Start of Block

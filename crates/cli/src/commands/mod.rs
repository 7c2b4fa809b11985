//! CLI command definitions and execution
//!
//! This module contains all CLI commands and their implementations.
//! Every command that touches resources reports each one through the printer
//! selected by the global `--output` flag.

use clap::{CommandFactory, FromArgMatches, Parser, Subcommand};
use rp_core::ConfigManager;

use crate::exit_code::ExitCode;
use crate::output::{OUTPUT_FLAG, OutputConfig, PrintFlags, RegisterFlags};

mod apply;
mod completions;
mod create;
mod delete;
mod get;
mod manifest;

/// rp - record resource manifests and report what happened to them
///
/// Each resource touched by a command is reported as `kind[.group]/name`
/// followed by the operation, e.g. `pod/foo created`.
#[derive(Parser, Debug)]
#[command(name = "rp")]
#[command(author, version, about, long_about = None)]
#[command(propagate_version = true)]
pub struct Cli {
    /// Disable colored output
    #[arg(long, global = true, default_value = "false")]
    pub no_color: bool,

    /// Suppress non-error output
    #[arg(short, long, global = true, default_value = "false")]
    pub quiet: bool,

    /// Enable debug logging
    #[arg(long, global = true, default_value = "false")]
    pub debug: bool,

    #[command(subcommand)]
    pub command: Commands,
}

#[derive(Subcommand, Debug)]
pub enum Commands {
    /// Record new resources from a manifest
    Create(create::CreateArgs),

    /// Create or update resources from a manifest
    Apply(apply::ApplyArgs),

    /// Remove resources by manifest or by kind/name
    Delete(delete::DeleteArgs),

    /// List recorded resources
    Get(get::GetArgs),

    /// Generate shell completion scripts
    Completions(completions::CompletionsArgs),
}

/// Build the full clap command, including flags registered by printers
pub fn build_command() -> clap::Command {
    PrintFlags::default().add_flags(Cli::command())
}

/// Parse arguments into the CLI and the requested output format
pub fn parse_from<I, T>(args: I) -> Result<(Cli, Option<String>), clap::Error>
where
    I: IntoIterator<Item = T>,
    T: Into<std::ffi::OsString> + Clone,
{
    let matches = build_command().try_get_matches_from(args)?;
    let cli = Cli::from_arg_matches(&matches)?;
    let output_format = matches.get_one::<String>(OUTPUT_FLAG).cloned();
    Ok((cli, output_format))
}

/// Execute the CLI command and return an exit code
pub fn execute(cli: Cli, output_format: Option<String>) -> ExitCode {
    let config = match ConfigManager::new().and_then(|manager| manager.load()) {
        Ok(config) => config,
        Err(e) => {
            eprintln!("error: Failed to load configuration: {e}");
            return ExitCode::from_error(&e);
        }
    };

    let format = output_format.or_else(|| {
        Some(config.defaults.output.clone()).filter(|output| !output.is_empty())
    });
    tracing::debug!(?format, "resolved output format");

    let output_config = OutputConfig {
        json: format
            .as_deref()
            .is_some_and(|f| f.eq_ignore_ascii_case("json")),
        no_color: cli.no_color || config.defaults.color == "never",
        force_color: !cli.no_color && config.defaults.color == "always",
        quiet: cli.quiet,
    };

    match cli.command {
        Commands::Create(args) => create::execute(args, format, output_config),
        Commands::Apply(args) => apply::execute(args, format, output_config),
        Commands::Delete(args) => delete::execute(args, format, output_config),
        Commands::Get(args) => get::execute(args, format, output_config),
        Commands::Completions(args) => completions::execute(args),
    }
}
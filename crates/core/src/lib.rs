//! rp-core: Core library for the resprint CLI
//!
//! This crate provides the core functionality for the rp CLI, including:
//! - Configuration management
//! - Resource identity and reference parsing
//! - ObjectTyper trait for resolving manifests to kind, group and name
//! - A file-backed resource store
//!
//! Manifests are handled as schemaless JSON; the only thing this crate
//! needs to know about an object is its identity.

pub mod config;
pub mod error;
pub mod resource;
pub mod store;
pub mod traits;

pub use config::{Config, ConfigManager};
pub use error::{Error, Result};
pub use resource::{GroupKind, ResourceRef, parse_resource_ref};
pub use store::{ApplyOutcome, ResourceStore, StoreSession, StoredResource};
pub use traits::{ObjectTyper, UnstructuredTyper, list_items};
//! rp - resource printer CLI
//!
//! Records resource manifests in a local store and reports each outcome
//! as `kind[.group]/name <operation>`.

use resprint::commands;
use resprint::exit_code::ExitCode;
use tracing_subscriber::{EnvFilter, fmt, prelude::*};

fn main() {
    let (cli, output_format) = match commands::parse_from(std::env::args_os()) {
        Ok(parsed) => parsed,
        Err(e) => {
            let code = if e.use_stderr() {
                ExitCode::UsageError
            } else {
                ExitCode::Success
            };
            let _ = e.print();
            std::process::exit(code.as_i32());
        }
    };

    let filter = if cli.debug {
        EnvFilter::new("debug")
    } else {
        EnvFilter::from_default_env()
    };
    tracing_subscriber::registry()
        .with(fmt::layer().with_writer(std::io::stderr))
        .with(filter)
        .init();

    let exit_code = commands::execute(cli, output_format);

    std::process::exit(exit_code.as_i32());
}
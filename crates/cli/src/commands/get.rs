//! get command - List recorded resources
//!
//! The default output prints one `kind[.group]/name` per resource;
//! `--output=json` prints a single `List` object holding every manifest.

use clap::Args;
use rp_core::{GroupKind, ResourceStore};
use serde_json::{Value, json};

use crate::exit_code::ExitCode;
use crate::output::{Formatter, OutputConfig, PrintFlags};

/// List recorded resources
#[derive(Args, Debug)]
pub struct GetArgs {
    /// Only list resources of this kind (kind[.group])
    pub kind: Option<String>,
}

/// Execute the get command
pub fn execute(args: GetArgs, format: Option<String>, output_config: OutputConfig) -> ExitCode {
    let formatter = Formatter::new(output_config);

    let printer = match PrintFlags::default().with_output_format(format).printer() {
        Ok(p) => p,
        Err(e) => {
            formatter.error(&e.to_string());
            return ExitCode::UsageError;
        }
    };

    let store = match ResourceStore::new() {
        Ok(s) => s,
        Err(e) => {
            formatter.error(&format!("Failed to open resource store: {e}"));
            return ExitCode::from_error(&e);
        }
    };

    let resources = match store.list() {
        Ok(resources) => resources,
        Err(e) => {
            formatter.error(&format!("Failed to list resources: {e}"));
            return ExitCode::from_error(&e);
        }
    };

    let filter = args.kind.as_deref().map(parse_group_kind);
    let items: Vec<Value> = resources
        .into_iter()
        .filter(|r| {
            filter
                .as_ref()
                .is_none_or(|gk| r.reference.group_kind.matches(gk))
        })
        .map(|r| r.object)
        .collect();

    if items.is_empty() {
        formatter.warning("No resources found.");
    }

    let list = json!({
        "apiVersion": "v1",
        "kind": "List",
        "items": items,
    });
    match formatter.print_resource(printer.as_ref(), &list) {
        Ok(()) => ExitCode::Success,
        Err(e) => {
            formatter.error(&e.to_string());
            ExitCode::GeneralError
        }
    }
}

/// Parse `kind[.group]`
fn parse_group_kind(value: &str) -> GroupKind {
    let (kind, group) = value.split_once('.').unwrap_or((value, ""));
    GroupKind::new(group, kind)
}
//! Ask command handler.
//!
//! Runs one pipeline invocation, optionally continuing a conversation
//! loaded from a JSON history file.

use super::{build_pipeline, render_answer};
use clap::Args;
use std::path::{Path, PathBuf};
use tokio_util::sync::CancellationToken;
use wikivoice_core::{config::AppConfig, AppError, AppResult};
use wikivoice_rag::{ConversationTurn, InputMode, Query};

/// Ask a single question
#[derive(Args, Debug)]
pub struct AskCommand {
    /// The question to ask
    pub question: String,

    /// JSON file with prior turns: [{"utterance": ..., "answer": ...}]
    #[arg(long)]
    pub history: Option<PathBuf>,

    /// How the question was captured (text, voice)
    #[arg(long, default_value = "text")]
    pub input_mode: InputMode,

    /// Output as JSON
    #[arg(long)]
    pub json: bool,
}

impl AskCommand {
    /// Execute the ask command.
    pub async fn execute(&self, config: &AppConfig) -> AppResult<()> {
        tracing::info!("Executing ask command");
        tracing::debug!("Ask command options: {:?}", self);

        let history = match &self.history {
            Some(path) => load_history(path)?,
            None => Vec::new(),
        };

        let query = Query::new(&self.question, self.input_mode, history)?;
        let pipeline = build_pipeline(config)?;

        // Ctrl-C abandons the in-flight remote calls
        let cancel = CancellationToken::new();
        let trigger = cancel.clone();
        tokio::spawn(async move {
            if tokio::signal::ctrl_c().await.is_ok() {
                trigger.cancel();
            }
        });

        let result = pipeline.answer_cancellable(&query, cancel).await?;

        if result.topic_recovered {
            tracing::debug!("Answered using the raw question as search topic");
        }

        if self.json {
            let json = serde_json::to_string_pretty(&result)?;
            println!("{}", json);
        } else {
            println!("{}", render_answer(&result));
        }

        Ok(())
    }
}

/// Read prior turns from a JSON file.
pub(crate) fn load_history(path: &Path) -> AppResult<Vec<ConversationTurn>> {
    let contents = std::fs::read_to_string(path).map_err(|e| {
        AppError::Config(format!("Failed to read history file {:?}: {}", path, e))
    })?;

    let turns: Vec<ConversationTurn> = serde_json::from_str(&contents)?;
    tracing::debug!("Loaded {} history turns from {:?}", turns.len(), path);
    Ok(turns)
}

#[cfg(test)]
mod tests {
    use super::*;
    use std::fs;
    use tempfile::TempDir;

    #[test]
    fn test_load_history() {
        let temp = TempDir::new().unwrap();
        let path = temp.path().join("history.json");
        fs::write(
            &path,
            r#"[{"utterance": "Tell me about the Eiffel Tower", "answer": "It is in Paris."}]"#,
        )
        .unwrap();

        let turns = load_history(&path).unwrap();
        assert_eq!(
            turns,
            vec![ConversationTurn::new("Tell me about the Eiffel Tower", "It is in Paris.")]
        );
    }

    #[test]
    fn test_load_history_errors() {
        let temp = TempDir::new().unwrap();
        assert!(matches!(
            load_history(&temp.path().join("missing.json")),
            Err(AppError::Config(_))
        ));

        let path = temp.path().join("bad.json");
        fs::write(&path, "{not json").unwrap();
        assert!(matches!(load_history(&path), Err(AppError::Serialization(_))));
    }
}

End of Block

> **EXERCISE DESCRIPTION**
Go through the material and copy each line that contains "prior".

> **OUTPUT FOR THIS TASK**
    /// JSON file with prior turns: [{"utterance": ..., "answer": ...}]
/// Read prior turns from a JSON file.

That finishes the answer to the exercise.